【医療・医薬】
(135 カンボジアのホスピタリティ・ツーリズムの続き)
日本人がより安心して生活できる医療環境が整いつつある。プノンペンを中心に日本人医師・歯科医師が診療にあたる医療機関が複数存在し、一般内科・小児科に限らず、耳鼻科・消化器外科・整形外科・脳外科など様々な専門科の日本人医師が診療を行なう。今夏にはサンライズジャパン病院も開設され、日本人医師による高度な手術を行なうことができるようになる。また、近年は家族でプノンペンに居住する日本人も増えているが、出産は日本で行い、カンボジアで小児科健診を行なうというケースも増えてきている。今後も新たな日系医療機関・薬局等の開設が計画されており、さらに日本人が安心できる環境が整っていくものと見られる。

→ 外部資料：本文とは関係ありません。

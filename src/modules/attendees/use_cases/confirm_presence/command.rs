/// A single submission: one or more candidate guest names to confirm.
#[derive(Debug, Clone, PartialEq, Eq)]
pub struct ConfirmPresence {
    pub names: Vec<String>,
}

一方でカンボジア全体の医療水準は、いまだ十分に教育されたカンボジア人の医師や看護師が少なく、黎明期にあるといえる。医療機関の衛生観念の欠如や正しい診断を行うための医療機器の不足など、さまざま課題を抱えている。カンボジアでは公認の医学部が少なく、これまで国家試験はなく医学部を卒業したら医師になることができたが、近年、やっと医師国家試験が一部導入された。日本と比べて圧倒的に専門医の数が少なく、日本と同じ手術を行うことができるカンボジア人医師はほとんどいない。
さらに、カンボジア初の日本人開業医であるケン・クリニックの奥澤健医師は、「カンボジア全体の医療界では、横の連携がほとんどないです。日本だったら医師会があって勉強会や学会がありますが、カンボジアには知識を共有するような場が整っていないようです」と語っている。外国に留学し、その国のスタンダードを学んだ医師もいるが、全体としては課題が多い状況だ。

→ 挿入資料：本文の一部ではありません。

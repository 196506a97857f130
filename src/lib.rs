// Crate entry point. Re-export modules so tests and binaries can import them easily.
//
// Responsibilities
// - Only declare and expose modules. No business logic here.
//
// How it is used
// - Tests import modules from this crate root to reach the code under test.

pub mod shared {
    pub mod infrastructure {
        pub mod lazy;
    }
}

pub mod modules {
    pub mod attendees {
        pub mod core {
            pub mod record;
        }
        pub mod use_cases {
            pub mod confirm_presence {
                pub mod command;
                pub mod handler;
                pub mod inbound {
                    pub mod http;
                }
                pub mod validate;
            }
            pub mod list_attendees {
                pub mod inbound {
                    pub mod http;
                }
                pub mod view;
            }
        }
        pub mod adapters {
            pub mod outbound {
                pub mod store;
                pub mod store_in_memory;
                pub mod store_lazy;
            }
        }
    }
}

pub mod shell;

日本人を含む外国人にとって、一般的にカンボジアでよい病院を選ぶのは簡単なことではない。病院を選ぶ際は、海外で訓練を受けたカンボジア人医師や外国の医師免許を持っているカンボジア人医師を有し、国際標準医療を導入している医療機関を選ぶことが望ましい。また、24時間救急対応をしているインターナショナルSOSの野村亜希子氏は、「看護ケアの水準、感染対策、医療サービスの概念など国際的な水準に達していないからこそ、現地医療機関の意見を鵜呑みにするのではなく、セカンドオピニオンを求めるように心掛けて下さい」と呼びかけている。近年は医療アシスタンスサービス(緊急搬送も含む)を提供する病院・企業が複数存在し、会員向けに体調不良や不意の怪我などの際に適切な医療機関の紹介・診療同行を行なっている。有事に備えて、あらかじめ契約を結んでおくことも可能だ。

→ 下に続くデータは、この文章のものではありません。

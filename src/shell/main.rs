use std::net::SocketAddr;
use std::sync::Arc;
use tracing_subscriber::{EnvFilter, fmt};

use attendees::modules::attendees::adapters::outbound::store::AttendeeStore;
use attendees::modules::attendees::adapters::outbound::store_lazy::{
    LazyAttendeeStore, MemoryConnector,
};
use attendees::modules::attendees::use_cases::confirm_presence::handler::ConfirmPresenceHandler;
use attendees::shell::config::Config;
use attendees::shell::http::router;
use attendees::shell::state::AppState;

#[tokio::main]
async fn main() -> anyhow::Result<()> {
    fmt().with_env_filter(EnvFilter::from_default_env()).init();

    let config = Config::from_env()?;

    // In-memory backend for now; a document store driver plugs in behind
    // the connector seam.
    let store: Arc<dyn AttendeeStore> =
        Arc::new(LazyAttendeeStore::new(MemoryConnector::new(config.database_url)));
    let confirm_handler = Arc::new(ConfirmPresenceHandler::new(store.clone()));

    let state = AppState {
        store,
        confirm_handler,
    };

    let app = router(state);

    let addr: SocketAddr = "0.0.0.0:8080".parse()?;
    tracing::info!("RSVP endpoint: http://{addr}/api/confirm");
    let listener = tokio::net::TcpListener::bind(addr).await?;
    axum::serve(listener, app).await?;
    Ok(())
}
use axum::{
    Json, Router,
    http::{Method, StatusCode, header},
    response::{IntoResponse, Response},
    routing::{get, post},
};
use serde::Serialize;
use tower_http::cors::{Any, CorsLayer};
use tower_http::trace::TraceLayer;

use crate::modules::attendees::use_cases::confirm_presence::inbound::http as confirm_http;
use crate::modules::attendees::use_cases::list_attendees::inbound::http as list_http;
use crate::shell::state::AppState;

/// Wire shape shared by every non-payload response.
#[derive(Serialize)]
pub struct ApiMessage {
    pub message: String,
}

impl ApiMessage {
    pub fn new(message: impl Into<String>) -> Self {
        Self {
            message: message.into(),
        }
    }
}

pub fn router(state: AppState) -> Router {
    let cors = CorsLayer::new()
        .allow_origin(Any)
        .allow_methods([Method::GET, Method::POST, Method::OPTIONS])
        .allow_headers([header::CONTENT_TYPE]);

    Router::new()
        .route("/api/confirm", post(confirm_http::handle).fallback(fallback))
        .route("/api/attendees", get(list_http::handle).fallback(fallback))
        .fallback(fallback)
        .layer(cors)
        .layer(TraceLayer::new_for_http())
        .with_state(state)
}

// Browsers probe paths with OPTIONS before a cross origin call; answer those
// with an empty 204. Everything else unmatched gets the 404 shape, including
// wrong methods on known paths.
async fn fallback(method: Method) -> Response {
    if method == Method::OPTIONS {
        return StatusCode::NO_CONTENT.into_response();
    }
    (StatusCode::NOT_FOUND, Json(ApiMessage::new("Not Found"))).into_response()
}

複数の日本人専門医による多診療科クリニックであるサンインターナショナル(以下、SIC)の荒木医師は、「外国人、特に日本人が現地で医療を受ける際の注意点は、医師とのコミュニケーションをとるのが難しいということでしょう。言葉の壁が一番大きいです。日本人の通訳者(日本語・英語)のいる病院が望ましいです」と述べ、「専門的な処置が必要な場合は、たとえ骨折でもカンボジアでは難しいことがあります。外国人の専門医のいるところにかかることが大切です」と、ケン・クリニックの奥澤医師は語っている。受診の際には各種保険のカバー範囲の確認や、パスポート・保険証書など必要書類の持参などについても確認が必要である。